# Exercise instructions
The records that follow are to be reproduced verbatim.

# Source material
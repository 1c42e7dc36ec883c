//! Regular-polygon outlines and 2D point-in-polygon tests.
//!
//! N-gon buildings are drawn and collided as a regular polygon inscribed in
//! each part's footprint box. The same outline routine feeds both the render
//! descriptors and the collision tests so the two can never disagree.

use crate::aabb::Aabb;
use glam::Vec2;
use std::f32::consts::TAU;

/// Unit directions `(sin, cos)` for `ndiv` evenly spaced angles starting at 0.
pub fn polygon_normals(ndiv: u32) -> Vec<Vec2> {
    let step = TAU / ndiv as f32;
    (0..ndiv)
        .map(|i| {
            let (s, c) = (i as f32 * step).sin_cos();
            Vec2::new(s, c)
        })
        .collect()
}

/// Outline of the regular `ndiv`-gon inscribed in `cube`'s footprint, optionally
/// grown by `expand` (a sphere radius) along both radii.
pub fn regular_polygon_points(cube: &Aabb, ndiv: u32, expand: f32) -> Vec<Vec2> {
    assert!(ndiv >= 3, "polygon needs at least 3 sides, got {ndiv}");
    let size = cube.size();
    let center = cube.center().truncate();
    let rx = 0.5 * size.x + expand;
    let ry = 0.5 * size.y + expand;
    polygon_normals(ndiv)
        .into_iter()
        .map(|n| Vec2::new(center.x + rx * n.x, center.y + ry * n.y))
        .collect()
}

/// Even-odd crossing test.
pub fn point_in_polygon_2d(p: Vec2, points: &[Vec2]) -> bool {
    let n = points.len();
    if n < 3 {
        return false;
    }
    let mut inside = false;
    let mut j = n - 1;
    for i in 0..n {
        let (a, b) = (points[i], points[j]);
        if (a.y > p.y) != (b.y > p.y) {
            let x_cross = (b.x - a.x) * (p.y - a.y) / (b.y - a.y) + a.x;
            if p.x < x_cross {
                inside = !inside;
            }
        }
        j = i;
    }
    inside
}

# Response for this exercise
repository 1c42e7dc36ec883c
//! Regular-polygon outlines and 2D point-in-polygon tests.
//!
//! N-gon buildings are drawn and collided as a regular polygon inscribed in
//! each part's footprint box. The same outline routine feeds both the render
//! descriptors and the collision tests so the two can never disagree.

use crate::aabb::Aabb;
use glam::Vec2;
use std::f32::consts::TAU;

/// Unit directions `(sin, cos)` for `ndiv` evenly spaced angles starting at 0.
pub fn polygon_normals(ndiv: u32) -> Vec<Vec2> {
    let step = TAU / ndiv as f32;
    (0..ndiv)
        .map(|i| {
            let (s, c) = (i as f32 * step).sin_cos();
            Vec2::new(s, c)
        })
        .collect()
}

/// Outline of the regular `ndiv`-gon inscribed in `cube`'s footprint, optionally
/// grown by `expand` (a sphere radius) along both radii.
pub fn regular_polygon_points(cube: &Aabb, ndiv: u32, expand: f32) -> Vec<Vec2> {
    assert!(ndiv >= 3, "polygon needs at least 3 sides, got {ndiv}");
    let size = cube.size();
    let center = cube.center().truncate();
    let rx = 0.5 * size.x + expand;
    let ry = 0.5 * size.y + expand;
    polygon_normals(ndiv)
        .into_iter()
        .map(|n| Vec2::new(center.x + rx * n.x, center.y + ry * n.y))
        .collect()
}

/// Even-odd crossing test.
pub fn point_in_polygon_2d(p: Vec2, points: &[Vec2]) -> bool {
    let n = points.len();
    if n < 3 {
        return false;
    }
    let mut inside = false;
    let mut j = n - 1;
    for i in 0..n {
        let (a, b) = (points[i], points[j]);
        if (a.y > p.y) != (b.y > p.y) {
            let x_cross = (b.x - a.x) * (p.y - a.y) / (b.y - a.y) + a.x;
            if p.x < x_cross {
                inside = !inside;
            }
        }
        j = i;
    }
    inside
}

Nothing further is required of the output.